To let AEM use our worker, deploy the app by running the command.

$> aio app deploy

As a result of that command, you will get the URL of your worker, similar to the below. Write down that URL as we need to put it in AEM configuration.

Your deployed actions:
  -> MyAssetCompute-0.0.1/__secured_my-metadata-worker
  -> https://99999-myassetcompute-dev.adobeioruntime.net/api/v1/web/MyAssetCompute-0.0.1/my-metadata-worker
Well done, your app is now online 🏄

AEM

As I mentioned at the beginning of the article, we will use a custom component on the metadata editor to visualize our faces metadata. I created a simple AEM application with the mentioned component and all it is available at my Github repository.

You can merge it with your application codebase or simply deploy as it is to your cloud instance. Once you deployed it, you need to configure AEM to use our custom worker.

  1. Go to your AEM cloud instance and open Tools -> Assets -> Processing Profiles
  2. Create a new processing profile, e.g. My Worker test profile
  3. Go to the Custom tab and configure your renditions using your worker, as shown below.

Config of custom renditions

As the last step, you need to apply the profile to DAM folder.

Apply Profile to Folder

Now you can upload images to the folder and see the result on the asset metadata editor page. Additionally, you can inspect the metadata node via CRXDE to see how AEM merges it.

AEM JCR - asset metadata

Summary

As you saw in this and previous article, the Asset Compute workers are relatively simple things. However, if you integrate it with any asset processing intelligent services, they open a door to build a completely new category of solutions. Thanks to the custom metadata workers, you can now start thinking about use cases touching subjects like brand governance.

Brand governance workflows for assets such as:

  • Detect colours used by the Asset and if they are compliant with your brand guidelines
  • Extract text from the images to get the Asset searchable by that text
  • Classify assets using custom vision services, e.g. see how we're doing it with Azure Custom Vision services.
  • Detect the presence and/or correctness of the objects (e.g., such as brand logos)
  • And many, many more ...

All of this seems to be easy to accomplish. However, there are some serious challenges to solve when it comes to the development process. If you develop your workers, you want to test it locally together with AEM implementation - a good example is my custom component for metadata editor. At the moment, it's a cumbersome process as it requires deployment on the AEM as a Cloud service instance first, or manually simulate (change in the CRX) the result of the worker processing.
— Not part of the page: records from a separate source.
//! Weighted-signal confidence scoring, grounded on `confidence_scorer.py`.

use serde::{Deserialize, Serialize};

#[derive(Debug, Clone, Copy, PartialEq, Eq, Hash, Serialize, Deserialize)]
#[serde(rename_all = "snake_case")]
pub enum SignalType {
    DomainRule,
    SanCert,
    PtrRecord,
    AsnMatch,
    CnameChain,
    CdnEdge,
    ReverseWhois,
}

impl SignalType {
    fn weight(self) -> f64 {
        match self {
            SignalType::DomainRule => 1.0,
            SignalType::SanCert => 0.6,
            SignalType::PtrRecord => 0.5,
            SignalType::AsnMatch => 0.4,
            SignalType::ReverseWhois => 0.3,
            SignalType::CnameChain => 0.3,
            SignalType::CdnEdge => 0.2,
        }
    }
}

#[derive(Debug, Clone)]
pub struct Signal {
    pub signal_type: SignalType,
    pub source: Option<String>,
    pub details: Option<String>,
}

impl Signal {
    pub fn new(signal_type: SignalType) -> Self {
        Self {
            signal_type,
            source: None,
            details: None,
        }
    }
}

#[derive(Debug, Clone)]
pub struct ConfidenceResult {
    pub target: String,
    pub score: f64,
    pub signals: Vec<Signal>,
    pub is_in_scope: bool,
}

impl ConfidenceResult {
    fn new(target: impl Into<String>) -> Self {
        Self {
            target: target.into(),
            score: 0.0,
            signals: Vec::new(),
            is_in_scope: false,
        }
    }

    pub fn add_signal(&mut self, signal: Signal) {
        self.is_in_scope = self.is_in_scope || signal.signal_type == SignalType::DomainRule;
        self.signals.push(signal);
        self.recalculate();
    }

    fn recalculate(&mut self) {
        let total: f64 = self.signals.iter().map(|s| s.signal_type.weight()).sum();
        self.score = total.min(1.0);
    }
}

/// Observed signals for a single target, passed to [`ConfidenceScorer::score_target`].
#[derive(Debug, Clone, Default)]
pub struct ObservedSignals {
    pub domain_match: bool,
    pub san_match: bool,
    pub ptr_match: bool,
    pub asn_match: bool,
    pub cname_match: bool,
    pub cdn_match: bool,
    pub whois_match: bool,
}

pub struct ConfidenceScorer {
    threshold: f64,
}

impl ConfidenceScorer {
    /// Default threshold is 0.6, per the scope evaluator contract.
    pub fn new(threshold: f64) -> Self {
        Self { threshold }
    }

    pub fn score_target(&self, target: &str, observed: &ObservedSignals) -> ConfidenceResult {
        let mut result = ConfidenceResult::new(target);

        if observed.domain_match {
            result.add_signal(Signal::new(SignalType::DomainRule));
        }
        if observed.san_match {
            result.add_signal(Signal::new(SignalType::SanCert));
        }
        if observed.ptr_match {
            result.add_signal(Signal::new(SignalType::PtrRecord));
        }
        if observed.asn_match {
            result.add_signal(Signal::new(SignalType::AsnMatch));
        }
        if observed.cname_match {
            result.add_signal(Signal::new(SignalType::CnameChain));
        }
        if observed.cdn_match {
            result.add_signal(Signal::new(SignalType::CdnEdge));
        }
        if observed.whois_match {
            result.add_signal(Signal::new(SignalType::ReverseWhois));
        }

        result
    }

    pub fn is_confident(&self, result: &ConfidenceResult) -> bool {
        result.score >= self.threshold
    }

    pub fn filter_by_confidence<'a>(
        &self,
        results: &'a [ConfidenceResult],
    ) -> (Vec<&'a ConfidenceResult>, Vec<&'a ConfidenceResult>) {
        results.iter().partition(|r| self.is_confident(r))
    }
}

impl Default for ConfidenceScorer {
    fn default() -> Self {
        Self::new(0.6)
    }
}

#[cfg(test)]
mod tests {
    use super::*;

    #[test]
    fn domain_rule_alone_is_not_confident_but_is_in_scope() {
        let scorer = ConfidenceScorer::default();
        let observed = ObservedSignals {
            domain_match: true,
            ..Default::default()
        };
        let result = scorer.score_target("api.example.com", &observed);
        assert!(result.is_in_scope);
        assert!((result.score - 1.0).abs() < f64::EPSILON);
        assert!(scorer.is_confident(&result));
    }

    #[test]
    fn score_is_clamped_to_one() {
        let scorer = ConfidenceScorer::default();
        let observed = ObservedSignals {
            domain_match: true,
            san_match: true,
            ptr_match: true,
            asn_match: true,
            ..Default::default()
        };
        let result = scorer.score_target("x", &observed);
        assert_eq!(result.score, 1.0);
    }

    #[test]
    fn weak_signals_without_domain_rule_are_uncertain() {
        let scorer = ConfidenceScorer::default();
        let observed = ObservedSignals {
            cdn_match: true,
            ..Default::default()
        };
        let result = scorer.score_target("cdn.example.net", &observed);
        assert!(!result.is_in_scope);
        assert!(!scorer.is_confident(&result));
    }

    #[test]
    fn filter_by_confidence_partitions() {
        let scorer = ConfidenceScorer::default();
        let confident = scorer.score_target(
            "a",
            &ObservedSignals {
                domain_match: true,
                ..Default::default()
            },
        );
        let uncertain = scorer.score_target(
            "b",
            &ObservedSignals {
                cdn_match: true,
                ..Default::default()
            },
        );
        let results = vec![confident, uncertain];
        let (conf, unc) = scorer.filter_by_confidence(&results);
        assert_eq!(conf.len(), 1);
        assert_eq!(unc.len(), 1);
    }
}
//! End-to-end (broker-free) check of seed scenario 5: an event's derived
//! routing key and priority, plus which stage queue it lands on.

use recon_bus::queue_config;
use recon_bus::Event;
use recon_pipeline::{extract_targets, Stage};
use serde_json::json;

#[test]
fn subdomain_discovered_routes_to_discovery_not_analysis() {
    let mut event = Event::new("subdomain_discovered").with_confidence(0.7);
    event.extra.insert("subdomains".to_string(), json!(["api.example.com"]));

    let routing_key = queue_config::routing_key(&event.event);
    let priority = queue_config::confidence_to_priority(event.confidence);

    assert_eq!(routing_key, "discovery.subdomain_discovered");
    assert_eq!(priority, 7);
    assert_eq!(queue_config::queue_for_event(&event.event), Stage::Discovery.queue_name());
    assert_ne!(queue_config::queue_for_event(&event.event), Stage::Analysis.queue_name());

    assert_eq!(extract_targets(&event), vec!["api.example.com".to_string()]);
}

#[test]
fn missing_confidence_defaults_to_priority_five() {
    let event = Event::new("naabu_results_batch");
    assert_eq!(queue_config::confidence_to_priority(event.confidence), 5);
    assert_eq!(queue_config::queue_for_event(&event.event), Stage::Analysis.queue_name());
}
//! Error taxonomy shared by the process supervisor and tool-runner layer.

use std::time::Duration;
use thiserror::Error;

/// Errors surfaced by [`crate::supervisor::ProcessSupervisor`] and tool adapters.
///
/// Mirrors the taxonomy in the system design: `ToolNotFound`,
/// `ScanExecutionFailed`, `ScanTimedOut`, and `Cancelled` are all surfaced to
/// the caller. `ParseSkip` is deliberately absent here — a malformed output
/// line never raises, it is dropped and logged at debug by the tool adapter.
#[derive(Debug, Error)]
pub enum RunnerError {
    #[error("tool not found: {0}")]
    ToolNotFound(String),

    #[error("scan execution failed: {message}")]
    ScanExecutionFailed { message: String },

    #[error("scan timed out after {0:?}")]
    ScanTimedOut(Duration),

    #[error("scan cancelled")]
    Cancelled,
}

/// Terminal status of a single process invocation, produced once the child
/// has been reaped.
#[derive(Debug, Clone, PartialEq, Eq)]
pub enum TerminalStatus {
    /// Exit code 0.
    Ok,
    /// Non-zero exit code, with the last `stderr_tail` bytes for context.
    Failed { code: i32, stderr_tail: String },
    /// The binary could not be located / spawned.
    ToolNotFound { path: String },
    /// Wall-clock timeout was exceeded; the process was terminated.
    TimedOut { duration: Duration },
    /// External cancellation was requested; the process was terminated.
    Cancelled,
}

impl TerminalStatus {
    pub fn is_ok(&self) -> bool {
        matches!(self, TerminalStatus::Ok)
    }
}

impl From<TerminalStatus> for Option<RunnerError> {
    fn from(status: TerminalStatus) -> Self {
        match status {
            TerminalStatus::Ok => None,
            TerminalStatus::Failed { code, stderr_tail } => {
                Some(RunnerError::ScanExecutionFailed {
                    message: format!("exit code {code}: {stderr_tail}"),
                })
            }
            TerminalStatus::ToolNotFound { path } => Some(RunnerError::ToolNotFound(path)),
            TerminalStatus::TimedOut { duration } => Some(RunnerError::ScanTimedOut(duration)),
            TerminalStatus::Cancelled => Some(RunnerError::Cancelled),
        }
    }
}
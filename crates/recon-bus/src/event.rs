//! The event envelope published onto the topic exchange.

use serde::{Deserialize, Serialize};
use serde_json::Value;

#[derive(Debug, Clone, Serialize, Deserialize)]
pub struct Event {
    pub event: String,
    pub target: Option<String>,
    pub source: Option<String>,
    #[serde(default = "default_confidence")]
    pub confidence: f64,
    pub program_id: Option<String>,
    #[serde(flatten)]
    pub extra: serde_json::Map<String, Value>,
}

fn default_confidence() -> f64 {
    0.5
}

impl Event {
    pub fn new(event: impl Into<String>) -> Self {
        Self {
            event: event.into(),
            target: None,
            source: None,
            confidence: default_confidence(),
            program_id: None,
            extra: serde_json::Map::new(),
        }
    }

    pub fn with_target(mut self, target: impl Into<String>) -> Self {
        self.target = Some(target.into());
        self
    }

    pub fn with_source(mut self, source: impl Into<String>) -> Self {
        self.source = Some(source.into());
        self
    }

    pub fn with_confidence(mut self, confidence: f64) -> Self {
        self.confidence = confidence;
        self
    }

    pub fn with_program_id(mut self, program_id: impl Into<String>) -> Self {
        self.program_id = Some(program_id.into());
        self
    }
}
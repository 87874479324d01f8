//! `subfinder_scan_requested` -> run subfinder, ingest hosts, emit
//! `subdomain_discovered` for every hostname the run produced.

use std::str::FromStr;
use std::sync::Arc;
use std::time::Duration;

use async_trait::async_trait;
use serde_json::json;
use tokio_stream::StreamExt;

use recon_bus::Event;
use recon_core::error::RunnerError;
use recon_core::tool_runner::ToolPathResolver;
use recon_core::Id;
use recon_ingest::{ingest, BatchIngestor, BatchOutcome};
use recon_store::entities::ScopeRuleRow;
use recon_store::repositories::{HostRepository, NewHost, ScopeRuleRepository};
use recon_store::{Repository, StoreError, UnitOfWork};
use recon_tools::subfinder::{SubdomainRecord, SubfinderAdapter};

use crate::error::PipelineError;
use crate::scan_service::{ScanContext, ScanService};
use crate::stage::Stage;
use crate::target_extraction::extract_targets;
use crate::traits::ScopeCheck;

pub struct SubfinderScanService {
    pub pool: sqlx::PgPool,
    pub resolver: Arc<dyn ToolPathResolver>,
    pub timeout: Duration,
}

fn execution_failed(err: impl ToString) -> PipelineError {
    PipelineError::Runner(RunnerError::ScanExecutionFailed { message: err.to_string() })
}

#[async_trait]
impl ScanService for SubfinderScanService {
    fn name(&self) -> &'static str {
        "subfinder"
    }

    fn stage(&self) -> Stage {
        Stage::Discovery
    }

    fn handled_events(&self) -> &'static [&'static str] {
        &["subfinder_scan_requested"]
    }

    async fn execute(&self, event: Event, ctx: &ScanContext) -> Result<(), PipelineError> {
        let Some(domain) = extract_targets(&event).into_iter().next() else {
            tracing::debug!("subfinder_scan_requested carried no target domain, skipping");
            return Ok(());
        };
        let Some(program_id) = event.program_id.as_deref().and_then(|s| Id::from_str(s).ok()) else {
            tracing::warn!("subfinder_scan_requested missing program_id, skipping");
            return Ok(());
        };

        let output = recon_core::tool_runner::ToolRunner::run(
            SubfinderAdapter { domain: domain.clone() },
            self.resolver.as_ref(),
            vec![domain],
            self.timeout,
        )
        .await
        .map_err(PipelineError::Runner)?;

        let records: Vec<SubdomainRecord> = output.into_stream().collect().await;
        let discovered: Vec<String> = records.iter().map(|r| r.hostname.clone()).collect();

        let mut uow = UnitOfWork::begin(&self.pool).await.map_err(execution_failed)?;
        let rules = ScopeRuleRepository::find_by_program(&mut uow, program_id)
            .await
            .map_err(execution_failed)?;

        let ingestor = SubfinderIngestor { rules };
        let result = ingest(&ingestor, &mut uow, program_id, records)
            .await
            .map_err(execution_failed)?;
        uow.commit().await.map_err(execution_failed)?;

        tracing::info!(created = result.created_hosts, total = result.total, "subfinder ingest complete");

        for hostname in discovered {
            let mut downstream = Event::new("subdomain_discovered")
                .with_target(hostname.clone())
                .with_source("subfinder")
                .with_confidence(0.5)
                .with_program_id(program_id.to_string());
            downstream.extra.insert("subdomains".to_string(), json!([hostname]));
            ctx.publish(&downstream).await?;
        }

        Ok(())
    }
}

struct SubfinderIngestor {
    rules: Vec<ScopeRuleRow>,
}

impl ScopeCheck for SubfinderIngestor {}

#[async_trait]
impl BatchIngestor for SubfinderIngestor {
    type Record = SubdomainRecord;

    async fn process_batch(
        &self,
        uow: &mut UnitOfWork,
        program_id: Id,
        batch: &[Self::Record],
    ) -> Result<BatchOutcome, StoreError> {
        let core_rules: Vec<_> = self.rules.iter().filter_map(ScopeRuleRow::to_domain).collect();

        let hostnames: Vec<String> = batch.iter().map(|r| r.hostname.clone()).collect();
        let existing = HostRepository::existing_hostnames(uow, program_id, &hostnames).await?;

        let new_hosts: Vec<NewHost> = batch
            .iter()
            .map(|record| NewHost {
                program_id,
                hostname: record.hostname.clone(),
                in_scope: self.is_in_scope(&record.hostname, &core_rules),
                cname_chain: Vec::new(),
            })
            .collect();

        let created = new_hosts.iter().filter(|h| !existing.contains(&h.hostname)).count();
        HostRepository::bulk_upsert(uow, new_hosts).await?;

        Ok(BatchOutcome { created_hosts: created, ..Default::default() })
    }
}

#[cfg(test)]
mod tests {
    use super::*;

    #[test]
    fn execution_failed_wraps_message() {
        let err = execution_failed("boom");
        assert!(matches!(err, PipelineError::Runner(RunnerError::ScanExecutionFailed { .. })));
    }
}
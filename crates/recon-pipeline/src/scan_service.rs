//! The scan-service contract every tool wrapper implements, grounded on
//! `base_service.py`'s `BaseScanService.execute`.

use async_trait::async_trait;

use recon_bus::Event;

use crate::error::PipelineError;
use crate::stage::Stage;

/// One scan service per tool: handles a fixed set of inbound event names,
/// runs its tool, ingests results, and (typically) publishes downstream
/// events of its own via the [`crate::orchestrator::ScanContext`] it is
/// invoked with.
#[async_trait]
pub trait ScanService: Send + Sync {
    /// Human-readable name, used for logging and dispatch diagnostics.
    fn name(&self) -> &'static str;

    /// The pipeline stage this service's queue belongs to.
    fn stage(&self) -> Stage;

    /// Event names this service is invoked for.
    fn handled_events(&self) -> &'static [&'static str];

    /// Run the service against one inbound event.
    async fn execute(&self, event: Event, ctx: &ScanContext) -> Result<(), PipelineError>;
}

/// Shared collaborators passed to every scan-service invocation.
pub struct ScanContext {
    pub bus: std::sync::Arc<recon_bus::EventBus>,
}

impl ScanContext {
    pub fn new(bus: std::sync::Arc<recon_bus::EventBus>) -> Self {
        Self { bus }
    }

    pub async fn publish(&self, event: &Event) -> Result<(), PipelineError> {
        self.bus.publish(event).await.map_err(PipelineError::from)
    }
}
Asset Compute service support is not enabled on the local AEM-SDK, so you need to figure out other ways of doing it. I was experimenting with two approaches that might be helpful in a short-term:

  • Implement a tool (e.g. in NodeJS) that downloads an original asset from your local AEM instance, uploads it to the Asset Compute Dev tool and triggers processing. Processing results are then uploaded back to your local AEM instance via AEM API.
  • Or, implement an AEM Workflow step that communicates with the Asset Compute Devtool and does the same.

The ideal solution would be to get a similar feature available in AEM-SDK, either by enabling Asset Compute integration but with the possibility to plug it into the Asset Compute Devtool, or some form of the AEM Workflow step communicating with the Asset Compute Devtool. Any solution would make a developer experience more seamless.